:: Exercise details ::
If a line in the entries below includes the string "debug", copy it out.

** Data supplied follows **

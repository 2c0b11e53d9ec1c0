//! Single test binary entry point.
//!
//! This consolidates all tests into a single binary following matklad's best practices,
//! reducing linking overhead from 3x to 1x.
//!
//! Structure:
//! - helpers: Editor builder and event drivers shared by every test
//! - integration: Whole-gesture workflows driven through `Editor::dispatch`
//! - unit: Single-component unit tests

mod helpers;
mod integration;
mod unit;
//! Snapshot tests using the insta crate.
//!
//! Snapshots pin the JSON shapes hosts and collaborators depend on. They are
//! kept inline and free of floats and random values so they stay stable.
//!
//! To update snapshots after intentional changes:
//! ```sh
//! cargo insta test --accept
//! ```

use crate::helpers::*;
use inkboard::app_state::{AppState, HistoryAppState};
use inkboard::document::{parse_document, serialize_clipboard};
use inkboard::settings::Settings;
use inkboard::types::ElementType;
use std::collections::BTreeSet;

fn sorted_keys(value: &serde_json::Value) -> Vec<String> {
    let mut keys: Vec<String> = value
        .as_object()
        .map(|map| map.keys().cloned().collect())
        .unwrap_or_default();
    keys.sort();
    keys
}

// ============================================================================
// History state
// ============================================================================

#[test]
fn snapshot_history_app_state() {
    let subset = HistoryAppState {
        selected_element_ids: BTreeSet::from([id("b"), id("a")]),
        selected_group_ids: BTreeSet::new(),
        editing_group_id: None,
        element_type: ElementType::Rectangle,
        editing_linear_element_id: None,
    };
    insta::assert_json_snapshot!(subset, @r#"
    {
      "selectedElementIds": [
        "a",
        "b"
      ],
      "selectedGroupIds": [],
      "editingGroupId": null,
      "elementType": "rectangle",
      "editingLinearElementId": null
    }
    "#);
}

#[test]
fn snapshot_history_subset_of_default_state() {
    let subset = AppState::default().history_subset();
    insta::assert_json_snapshot!(subset, @r#"
    {
      "selectedElementIds": [],
      "selectedGroupIds": [],
      "editingGroupId": null,
      "elementType": "selection",
      "editingLinearElementId": null
    }
    "#);
}

// ============================================================================
// Element fields
// ============================================================================

#[test]
fn snapshot_rectangle_fields() {
    let value = serde_json::to_value(filled_rect("a", 0.0, 0.0, 10.0, 10.0)).unwrap();
    insta::assert_json_snapshot!(sorted_keys(&value), @r#"
    [
      "angle",
      "backgroundColor",
      "boundElements",
      "fillStyle",
      "groupIds",
      "height",
      "id",
      "isDeleted",
      "opacity",
      "roughness",
      "seed",
      "strokeColor",
      "strokeSharpness",
      "strokeStyle",
      "strokeWidth",
      "type",
      "version",
      "versionNonce",
      "width",
      "x",
      "y"
    ]
    "#);
}

// ============================================================================
// Payloads
// ============================================================================

#[test]
fn snapshot_document_envelope() {
    let editor = TestEditorBuilder::new()
        .with_element(filled_rect("a", 0.0, 0.0, 100.0, 100.0))
        .build();
    let json = editor.serialize().unwrap();
    let document = parse_document(&json).unwrap();
    assert_eq!(document.elements.len(), 1);

    insta::assert_json_snapshot!(document, {
        ".source" => "[source]",
        ".elements" => "[elements]",
        ".appState" => "[app state]",
    }, @r#"
    {
      "type": "inkboard",
      "version": 2,
      "source": "[source]",
      "elements": "[elements]",
      "appState": "[app state]"
    }
    "#);
}

#[test]
fn snapshot_clipboard_envelope_keys() {
    let a = filled_rect("a", 0.0, 0.0, 100.0, 100.0);
    let payload = serialize_clipboard([&a]).unwrap();
    let value: serde_json::Value = serde_json::from_str(&payload).unwrap();

    assert_eq!(value["type"], "inkboard/clipboard");
    insta::assert_json_snapshot!(sorted_keys(&value), @r#"
    [
      "elements",
      "type"
    ]
    "#);
}

#[test]
fn snapshot_settings_keys() {
    let value = serde_json::to_value(Settings::default()).unwrap();
    insta::assert_json_snapshot!(sorted_keys(&value), @r#"
    [
      "binding_enabled",
      "element_locked",
      "grid_mode_enabled",
      "grid_size",
      "log_filter",
      "show_stats",
      "wheel_zoom_max_step",
      "zen_mode_enabled"
    ]
    "#);
}
//! Integration tests for complete pointer gestures.
//!
//! Tests cover:
//! - Drawing shapes and discarding invisibly small ones
//! - Dragging, alt-drag duplication and marquee selection
//! - Resizing with and without the aspect lock
//! - Multi-point lines and closing a loop
//! - Panning with space held and wheel zoom

use crate::helpers::*;
use inkboard::input::{EditorEvent, Key, Modifiers, PointerEvent, WheelEvent};
use inkboard::geometry::Point;
use inkboard::types::ElementType;
use inkboard::EditorMode;
use std::time::{Duration, Instant};

// ============================================================================
// Creation
// ============================================================================

#[test]
fn test_drag_draws_rectangle() {
    let mut editor = TestEditorBuilder::new().build();
    editor.select_tool(ElementType::Rectangle);
    drag(&mut editor, (10.0, 10.0), (110.0, 60.0));

    let rect = only_of_kind(&editor, ElementType::Rectangle);
    assert_eq!((rect.x, rect.y, rect.width, rect.height), (10.0, 10.0, 100.0, 50.0));
    assert_eq!(selected(&editor), [rect.id().clone()].into());
    assert_eq!(editor.state().element_type, ElementType::Selection);
    assert_eq!(editor.history().len(), 2);
}

#[test]
fn test_click_without_drag_leaves_nothing() {
    let mut editor = TestEditorBuilder::new().build();
    editor.select_tool(ElementType::Rectangle);
    click(&mut editor, 10.0, 10.0);

    assert!(editor.scene_elements().is_empty());
    assert!(!editor.history().can_undo());
}

#[test]
fn test_tool_lock_keeps_tool() {
    let mut editor = TestEditorBuilder::new().build();
    editor.select_tool(ElementType::Ellipse);
    editor.toggle_lock();
    drag(&mut editor, (0.0, 0.0), (80.0, 80.0));

    assert_eq!(editor.state().element_type, ElementType::Ellipse);
    only_of_kind(&editor, ElementType::Ellipse);
}

// ============================================================================
// Selection and dragging
// ============================================================================

#[test]
fn test_drag_moves_selected_shape() {
    let mut editor = TestEditorBuilder::new()
        .with_element(filled_rect("a", 0.0, 0.0, 100.0, 100.0))
        .build();
    drag(&mut editor, (50.0, 50.0), (100.0, 50.0));

    let a = live(&editor, "a");
    assert_close(a.x, 50.0);
    assert_close(a.y, 0.0);
    assert!(editor.state().is_selected(&id("a")));
}

#[test]
fn test_filled_shape_wins_over_selected_outline() {
    let mut editor = TestEditorBuilder::new()
        .with_element(filled_rect("a", 0.0, 0.0, 100.0, 100.0))
        .with_element(outlined_rect("b", 105.0, 0.0, 100.0, 100.0))
        .with_selection(&["b"])
        .build();
    // Inside b's padded box but clear of its side handle
    click(&mut editor, 98.0, 20.0);

    assert_eq!(selected(&editor), [id("a")].into());
}

#[test]
fn test_marquee_selects_intersecting() {
    let mut editor = TestEditorBuilder::new()
        .with_element(filled_rect("a", 0.0, 0.0, 100.0, 100.0))
        .with_element(filled_rect("b", 300.0, 300.0, 100.0, 100.0))
        .build();
    drag(&mut editor, (-10.0, -10.0), (60.0, 60.0));

    assert_eq!(selected(&editor), [id("a")].into());
    assert!(editor.state().selection_element.is_none());
    assert_close(live(&editor, "a").x, 0.0);
}

#[test]
fn test_alt_drag_leaves_copy_behind() {
    let mut editor = TestEditorBuilder::new()
        .with_element(filled_rect("a", 0.0, 0.0, 100.0, 100.0))
        .build();
    drag_with(&mut editor, (50.0, 50.0), (150.0, 50.0), 4, Modifiers::alt());

    let elements = editor.scene_elements();
    assert_eq!(elements.len(), 2);
    assert_close(live(&editor, "a").x, 100.0);
    let copy = elements.iter().find(|el| el.id() != &id("a")).copied().unwrap();
    assert_close(copy.x, 0.0);
    assert_close(copy.y, 0.0);
}

// ============================================================================
// Resizing
// ============================================================================

#[test]
fn test_resize_from_corner_handle() {
    let mut editor = TestEditorBuilder::new()
        .with_element(filled_rect("a", 0.0, 0.0, 100.0, 50.0))
        .with_selection(&["a"])
        .build();
    drag_with(&mut editor, (108.0, 58.0), (148.0, 63.0), 4, Modifiers::NONE);

    let a = live(&editor, "a");
    assert_close(a.width, 140.0);
    assert_close(a.height, 55.0);
    assert!(!editor.state().is_resizing);
}

#[test]
fn test_shift_resize_keeps_aspect_ratio() {
    let mut editor = TestEditorBuilder::new()
        .with_element(filled_rect("a", 0.0, 0.0, 100.0, 50.0))
        .with_selection(&["a"])
        .build();
    drag_with(&mut editor, (108.0, 58.0), (148.0, 63.0), 4, Modifiers::shift());

    let a = live(&editor, "a");
    assert_close(a.width, 140.0);
    assert_close(a.height, 70.0);
    assert_close(a.x, 0.0);
    assert_close(a.y, 0.0);
}

// ============================================================================
// Multi-point lines
// ============================================================================

#[test]
fn test_clicking_back_on_start_closes_loop() {
    let mut editor = TestEditorBuilder::new().build();
    editor.select_tool(ElementType::Line);
    click(&mut editor, 100.0, 100.0);
    for (x, y) in [(200.0, 100.0), (200.0, 200.0), (100.0, 200.0), (102.0, 101.0)] {
        hover(&mut editor, x, y);
        click(&mut editor, x, y);
    }

    let line = only_of_kind(&editor, ElementType::Line);
    let points = line.linear().map(|l| l.points.clone()).unwrap();
    assert_eq!(points.len(), 5);
    assert_eq!(points[0], Point::ZERO);
    assert_eq!(points[4], points[0]);
    assert!(editor.state().multi_element.is_none());
    assert!(editor.state().is_selected(line.id()));
}

#[test]
fn test_escape_finalizes_open_line() {
    let mut editor = TestEditorBuilder::new().build();
    editor.select_tool(ElementType::Line);
    click(&mut editor, 0.0, 0.0);
    hover(&mut editor, 100.0, 0.0);
    click(&mut editor, 100.0, 0.0);
    hover(&mut editor, 150.0, 80.0);
    press_key(&mut editor, Key::Escape, Modifiers::NONE);

    let line = only_of_kind(&editor, ElementType::Line);
    assert_eq!(line.linear().map(|l| l.points.len()), Some(2));
    assert!(editor.state().multi_element.is_none());
    assert_eq!(editor.state().element_type, ElementType::Selection);
}

// ============================================================================
// Viewport
// ============================================================================

#[test]
fn test_space_drag_pans_canvas() {
    let mut editor = TestEditorBuilder::new()
        .with_element(filled_rect("a", 0.0, 0.0, 300.0, 300.0))
        .build();
    key_down(&mut editor, Key::Space, Modifiers::NONE);
    drag_with(&mut editor, (100.0, 100.0), (150.0, 120.0), 1, Modifiers::NONE);
    key_up(&mut editor, Key::Space, Modifiers::NONE);

    assert_close(editor.state().scroll_x, 50.0);
    assert_close(editor.state().scroll_y, 20.0);
    assert_close(live(&editor, "a").x, 0.0);
    assert!(selected(&editor).is_empty());
}

#[test]
fn test_pan_scroll_floors_each_step() {
    let mut editor = TestEditorBuilder::new().build();
    key_down(&mut editor, Key::Space, Modifiers::NONE);
    // Four steps of 12.5 floor to 12 each
    drag(&mut editor, (100.0, 100.0), (150.0, 100.0));
    key_up(&mut editor, Key::Space, Modifiers::NONE);

    assert_close(editor.state().scroll_x, 48.0);
}

#[test]
fn test_pointer_down_elsewhere_keeps_space_pan() {
    let mut editor = TestEditorBuilder::new().build();
    key_down(&mut editor, Key::Space, Modifiers::NONE);
    pointer_down(&mut editor, 100.0, 100.0, Modifiers::NONE);
    pointer_move(&mut editor, 130.0, 100.0, Modifiers::NONE);

    let second = PointerEvent::at(400.0, 400.0).with_pointer_id(2);
    editor.dispatch(EditorEvent::PointerDown(second)).unwrap();
    assert_eq!(editor.mode(), EditorMode::Panning);

    pointer_move(&mut editor, 150.0, 100.0, Modifiers::NONE);
    pointer_up(&mut editor, 150.0, 100.0, Modifiers::NONE);
    key_up(&mut editor, Key::Space, Modifiers::NONE);
    assert_close(editor.state().scroll_x, 50.0);
    assert_eq!(editor.mode(), EditorMode::Idle);
}

#[test]
fn test_wheel_zoom_hides_selection_until_settled() {
    let mut editor = TestEditorBuilder::new()
        .with_element(filled_rect("a", 0.0, 0.0, 100.0, 100.0))
        .with_selection(&["a"])
        .build();
    let now = Instant::now();
    let wheel = EditorEvent::Wheel(WheelEvent {
        position: Point::new(50.0, 50.0),
        delta_x: 0.0,
        delta_y: -5.0,
        modifiers: Modifiers::ctrl(),
    });
    editor.dispatch_at(wheel, now).unwrap();

    assert!(editor.state().zoom.value > 1.0);
    assert!(selected(&editor).is_empty());

    editor.tick(now + Duration::from_millis(400));
    assert_eq!(selected(&editor), [id("a")].into());
}

// ============================================================================
// Malformed input
// ============================================================================

#[test]
fn test_non_finite_pointer_input_is_ignored() {
    let mut editor = TestEditorBuilder::new()
        .with_element(filled_rect("a", 0.0, 0.0, 100.0, 100.0))
        .build();
    pointer_down(&mut editor, 50.0, 50.0, Modifiers::NONE);
    pointer_move(&mut editor, 80.0, 50.0, Modifiers::NONE);
    pointer_move(&mut editor, f32::NAN, f32::NAN, Modifiers::NONE);
    pointer_up(&mut editor, f32::NAN, 50.0, Modifiers::NONE);

    let a = live(&editor, "a");
    assert_close(a.x, 30.0);
    assert_close(a.y, 0.0);
    assert_eq!(editor.mode(), EditorMode::Idle);
}

#[test]
fn test_non_finite_wheel_delta_counts_as_zero() {
    let mut editor = TestEditorBuilder::new().build();
    let wheel = EditorEvent::Wheel(WheelEvent {
        position: Point::new(50.0, 50.0),
        delta_x: f32::NAN,
        delta_y: 10.0,
        modifiers: Modifiers::NONE,
    });
    editor.dispatch(wheel).unwrap();

    assert_eq!(editor.state().scroll_x, 0.0);
    assert_eq!(editor.state().scroll_y, -10.0);

    let zoom = EditorEvent::Wheel(WheelEvent {
        position: Point::new(f32::NAN, 50.0),
        delta_x: 0.0,
        delta_y: -5.0,
        modifiers: Modifiers::ctrl(),
    });
    editor.dispatch(zoom).unwrap();
    assert_eq!(editor.state().zoom.value, 1.0);
    assert!(editor.state().zoom.translation.is_finite());
}
impl Editor {
    pub(crate) fn handle_pointer_down(&mut self, event: &PointerEvent) {
        profile_scope!("handle_pointer_down");
        // Another pointer cannot interrupt a pan; the owner pressing again means its release was lost
        if self.interaction.is_panning() && self.interaction.pointer_id() != Some(event.pointer_id) {
            return;
        }
        self.keys.last_viewport_cursor = event.position;

        if self.interaction.is_active() {
            tracing::debug!("aborting stale gesture");
            self.abort_gesture();
        }
        let was_editing_text = self.editing_text_id().is_some();
        if was_editing_text {
            self.close_text_editor(false);
        }
        if event.pointer_type == PointerType::Touch && event.button == Button::Main && self.register_touch_tap(event) {
            return;
        }

        let pans = event.button == Button::Middle || (event.button == Button::Main && self.keys.holding_space);
        if pans && self.pinch.is_empty() {
            tracing::debug!(pointer = event.pointer_id, "pan started");
            self.interaction.start_panning(event.pointer_id, event.position);
            return;
        }
        if event.button != Button::Main {
            return;
        }

        self.pinch
            .pointer_down(event.pointer_id, event.position, self.state.zoom.value);
        if self.pinch.len() >= 2 {
            self.begin_pinch();
            return;
        }

        let origin = viewport_to_scene(event.position, &self.state);
        let mut session = PointerDownState::new(event.pointer_id, origin, self.state.grid_size, event.modifiers);
        session.original_elements = self
            .scene
            .elements_including_deleted()
            .iter()
            .map(|el| (el.id().clone(), el.clone()))
            .collect();

        let selected = self.selected_ids();
        let common = common_bounds(session.originals_of(&selected));
        if let Some(common) = common {
            session.resize.center = common.center();
            session.hit.has_hit_common_bounding_box = selected.len() >= 2
                && common
                    .inflate(COMMON_BOUNDS_HIT_THRESHOLD / self.state.zoom.value)
                    .contains(origin);
        }

        let local = Point::new(
            event.position.x - self.state.offset_left,
            event.position.y - self.state.offset_top,
        );
        let bars = get_scroll_bars(self.scene.elements(), &self.state);
        session.scrollbars = is_over_scroll_bars(&bars, local.x, local.y);
        if session.scrollbars.is_over_either() && self.state.multi_element.is_none() {
            tracing::debug!(hit = ?session.scrollbars, "scrollbar grabbed");
            self.interaction
                .start_scroll_bar_drag(event.pointer_id, session.scrollbars, event.position);
            return;
        }

        let tool = self.state.element_type;
        if tool != ElementType::Selection {
            self.state.clear_selection();
        }
        self.state.is_binding_enabled =
            self.settings.data.binding_enabled && should_enable_binding_for_pointer_event(&event.modifiers);
        self.state.cursor_button = CursorButton::Down;

        if tool == ElementType::Selection && self.handle_selection_on_pointer_down(&mut session) {
            self.interaction
                .start_pointer(PointerMode::EditingLinearPoints, session);
            return;
        }

        match tool {
            ElementType::Text => {
                if !was_editing_text {
                    self.open_text_editor(session.origin, !event.modifiers.alt);
                }
                self.reset_tool_unless_locked();
                return;
            }
            ElementType::Arrow | ElementType::Line | ElementType::Draw => {
                self.linear_on_pointer_down(&session, tool);
            }
            ElementType::Selection => {
                self.state.selection_element = Some(new_element(
                    ElementType::Selection,
                    origin.x,
                    origin.y,
                    self.state.current_item.clone(),
                ));
            }
            shape => {
                let element = new_element(
                    shape,
                    session.origin_in_grid.x,
                    session.origin_in_grid.y,
                    self.state.current_item.clone(),
                );
                let id = element.id().clone();
                self.insert_element(element);
                self.state.multi_element = None;
                self.state.dragging_element = Some(id.clone());
                self.state.editing_element = Some(id);
            }
        }

        let mode = self.classify_press(&session, tool);
        tracing::debug!(?mode, x = origin.x, y = origin.y, "pointer down");
        self.interaction.start_pointer(mode, session);
    }

    fn classify_press(&self, session: &PointerDownState, tool: ElementType) -> PointerMode {
        if session.resize.handle_type.is_some() {
            return PointerMode::Transforming;
        }
        let grabbed_point = self
            .state
            .editing_linear_element
            .as_ref()
            .is_some_and(|e| e.active_point_index.is_some());
        if grabbed_point {
            return PointerMode::EditingLinearPoints;
        }
        match tool {
            ElementType::Selection if session.hit.element.is_some() || session.hit.has_hit_common_bounding_box => {
                PointerMode::DraggingSelection
            }
            ElementType::Selection => PointerMode::DragSelecting,
            ElementType::Draw => PointerMode::DrawingFreehand,
            ElementType::Arrow | ElementType::Line => PointerMode::DrawingLinear,
            _ => PointerMode::DrawingGeneric,
        }
    }

    /// A second single-finger tap inside the tap window acts as a double click.
    /// Returns true when it did.
    fn register_touch_tap(&mut self, event: &PointerEvent) -> bool {
        if !self.system.tap_twice.is_pending() {
            self.system.tap_twice.schedule(self.system.now);
            return false;
        }
        if !self.pinch.is_empty() {
            return false;
        }
        self.system.tap_twice.cancel();
        tracing::debug!(x = event.position.x, y = event.position.y, "double tap");
        self.handle_double_click(event);
        true
    }

    /// Second finger down: stop the single-pointer gesture and stash the selection.
    fn begin_pinch(&mut self) {
        self.interaction.abort();
        self.state.selection_element = None;
        if !self.state.selected_element_ids.is_empty() {
            self.state.previous_selected_element_ids = std::mem::take(&mut self.state.selected_element_ids);
            self.state.selected_group_ids.clear();
        }
        tracing::debug!(pointers = self.pinch.len(), "pinch started");
    }

    /// Returns true when the press added a point in the point editor.
    fn handle_selection_on_pointer_down(&mut self, session: &mut PointerDownState) -> bool {
        let zoom = self.state.zoom.value;
        let selected = self.selected_ids();

        if self.state.editing_linear_element.is_none() && !selected.is_empty() {
            let handle = {
                let originals = session.originals_of(&selected);
                match originals.as_slice() {
                    [single] => get_transform_handle_at(single, session.origin, zoom),
                    many => common_bounds(many.iter().copied())
                        .and_then(|bounds| get_transform_handle_from_coords(bounds, session.origin, zoom)),
                }
            };
            if let Some(handle) = handle {
                let (offset, direction) = {
                    let originals = session.originals_of(&selected);
                    let offset = resize_offset(handle, &originals, session.origin);
                    let direction = match originals.as_slice() {
                        [single] if single.linear().is_some_and(|l| l.points.len() == 2) => {
                            Some(resize_arrow_direction(handle, single))
                        }
                        _ => None,
                    };
                    (offset, direction)
                };
                session.resize.handle_type = Some(handle);
                session.resize.is_resizing = true;
                session.resize.offset = offset;
                if let Some(direction) = direction {
                    session.resize.arrow_direction = direction;
                }
                if let [single] = selected.as_slice() {
                    self.state.resizing_element = Some(single.clone());
                }
                tracing::debug!(?handle, "transform handle grabbed");
                return false;
            }
        }

        if self.state.editing_linear_element.is_some() {
            let press = self.linear_editor_pointer_down(session);
            if press.did_add_point {
                session.hit.element = press.hit_element;
                return true;
            }
            session.hit.element = press.hit_element;
        }

        let all_hit = self.hit_elements_at(session.origin);
        if session.hit.element.is_none() {
            session.hit.element = self.pick_hit_element(&all_hit, session.origin);
        }
        session.hit.all_hit_elements = all_hit;

        let some_hit_selected = session
            .hit
            .all_hit_elements
            .iter()
            .any(|id| self.state.is_selected(id));
        let hit: Option<Element> = session
            .hit
            .element
            .as_ref()
            .and_then(|id| self.scene.get_live_element(id))
            .cloned();

        if (hit.is_none() || !some_hit_selected)
            && !session.modifiers.shift
            && !session.hit.has_hit_common_bounding_box
        {
            self.clear_selection_keeping_group(hit.as_ref());
        }

        if let Some(editor) = &self.state.editing_linear_element {
            let id = editor.element_id.clone();
            self.state.select_only(id);
        } else if let Some(hit) = hit {
            if session.modifiers.ctrl_or_cmd() {
                // Drill into the innermost group on the next level
                if !self.state.is_selected(hit.id()) {
                    session.hit.was_added_to_selection = true;
                }
                edit_group_for_selected_element(&mut self.state, &hit);
            } else if !self.state.is_selected(hit.id()) {
                let outside_group = self
                    .state
                    .editing_group_id
                    .as_ref()
                    .is_some_and(|group| !is_element_in_group(&hit, group));
                if outside_group {
                    self.state.clear_selection();
                    self.state.editing_group_id = None;
                }
                if !some_hit_selected && !session.hit.has_hit_common_bounding_box {
                    self.state.selected_element_ids.insert(hit.id().clone());
                    select_groups_for_selected_elements(&mut self.state, self.scene.elements_including_deleted());
                    session.hit.was_added_to_selection = true;
                }
            }
        }
        self.state.previous_selected_element_ids = self.state.selected_element_ids.clone();
        false
    }

    /// Clear the selection, staying in the editing group when the press is inside it.
    fn clear_selection_keeping_group(&mut self, hit: Option<&Element>) {
        let keep_group = match (&self.state.editing_group_id, hit) {
            (Some(group), Some(hit)) => is_element_in_group(hit, group),
            _ => false,
        };
        self.state.clear_selection();
        if !keep_group {
            self.state.editing_group_id = None;
        }
    }

    fn linear_on_pointer_down(&mut self, session: &PointerDownState, tool: ElementType) {
        if let Some(multi_id) = self.state.multi_element.clone() {
            let Some((kind, position, points, committed)) = self.scene.get_live_element(&multi_id).and_then(|el| {
                let linear = el.linear()?;
                Some((
                    el.element_type(),
                    Point::new(el.x, el.y),
                    linear.points.clone(),
                    linear.last_committed_point,
                ))
            }) else {
                self.state.multi_element = None;
                return;
            };

            if kind == ElementType::Line && is_path_a_loop(&points, self.state.zoom.value) {
                self.scene.mutate_element(&multi_id, |d| {
                    if let Some(linear) = d.linear_mut() {
                        linear.last_committed_point = linear.points.last().copied();
                    }
                });
                self.finalize();
                return;
            }

            let local = session.origin - position;
            let confirms = points.len() > 1
                && committed.is_some_and(|c| local.distance(c) < LINE_CONFIRM_THRESHOLD);
            if confirms {
                self.finalize();
                return;
            }

            self.state.selected_element_ids.insert(multi_id.clone());
            self.scene.mutate_element(&multi_id, |d| {
                if let Some(linear) = d.linear_mut() {
                    linear.last_committed_point = linear.points.last().copied();
                }
            });
            return;
        }

        // Freehand strokes ignore the grid
        let grid = if tool == ElementType::Draw {
            None
        } else {
            self.state.grid_size
        };
        let at = grid_point(session.origin.x, session.origin.y, grid);
        let (start_arrowhead, end_arrowhead) = if tool == ElementType::Arrow {
            (self.state.current_item_start_arrowhead, self.state.current_item_end_arrowhead)
        } else {
            (None, None)
        };
        let mut element = new_linear_element(
            tool,
            at.x,
            at.y,
            self.state.current_item.clone(),
            start_arrowhead,
            end_arrowhead,
        );
        element.mutate(|d| {
            if let Some(linear) = d.linear_mut() {
                linear.points = vec![Point::ZERO];
            }
        });
        let id = element.id().clone();
        let start_bound = if tool.is_binding() && self.state.is_binding_enabled {
            get_hovered_element_for_binding(session.origin, self.scene.elements_including_deleted())
                .map(|el| el.id().clone())
        } else {
            None
        };
        self.insert_element(element);
        self.state.start_bound_element = start_bound;
        self.state.suggested_bindings.clear();
        self.state.dragging_element = Some(id.clone());
        self.state.editing_element = Some(id);
    }
}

** End of Data supplied **

:: Exercise result ::
            tracing::debug!("aborting stale gesture");
            tracing::debug!(pointer = event.pointer_id, "pan started");
            tracing::debug!(hit = ?session.scrollbars, "scrollbar grabbed");
        tracing::debug!(?mode, x = origin.x, y = origin.y, "pointer down");
        tracing::debug!(x = event.position.x, y = event.position.y, "double tap");
        tracing::debug!(pointers = self.pinch.len(), "pinch started");
                tracing::debug!(?handle, "transform handle grabbed");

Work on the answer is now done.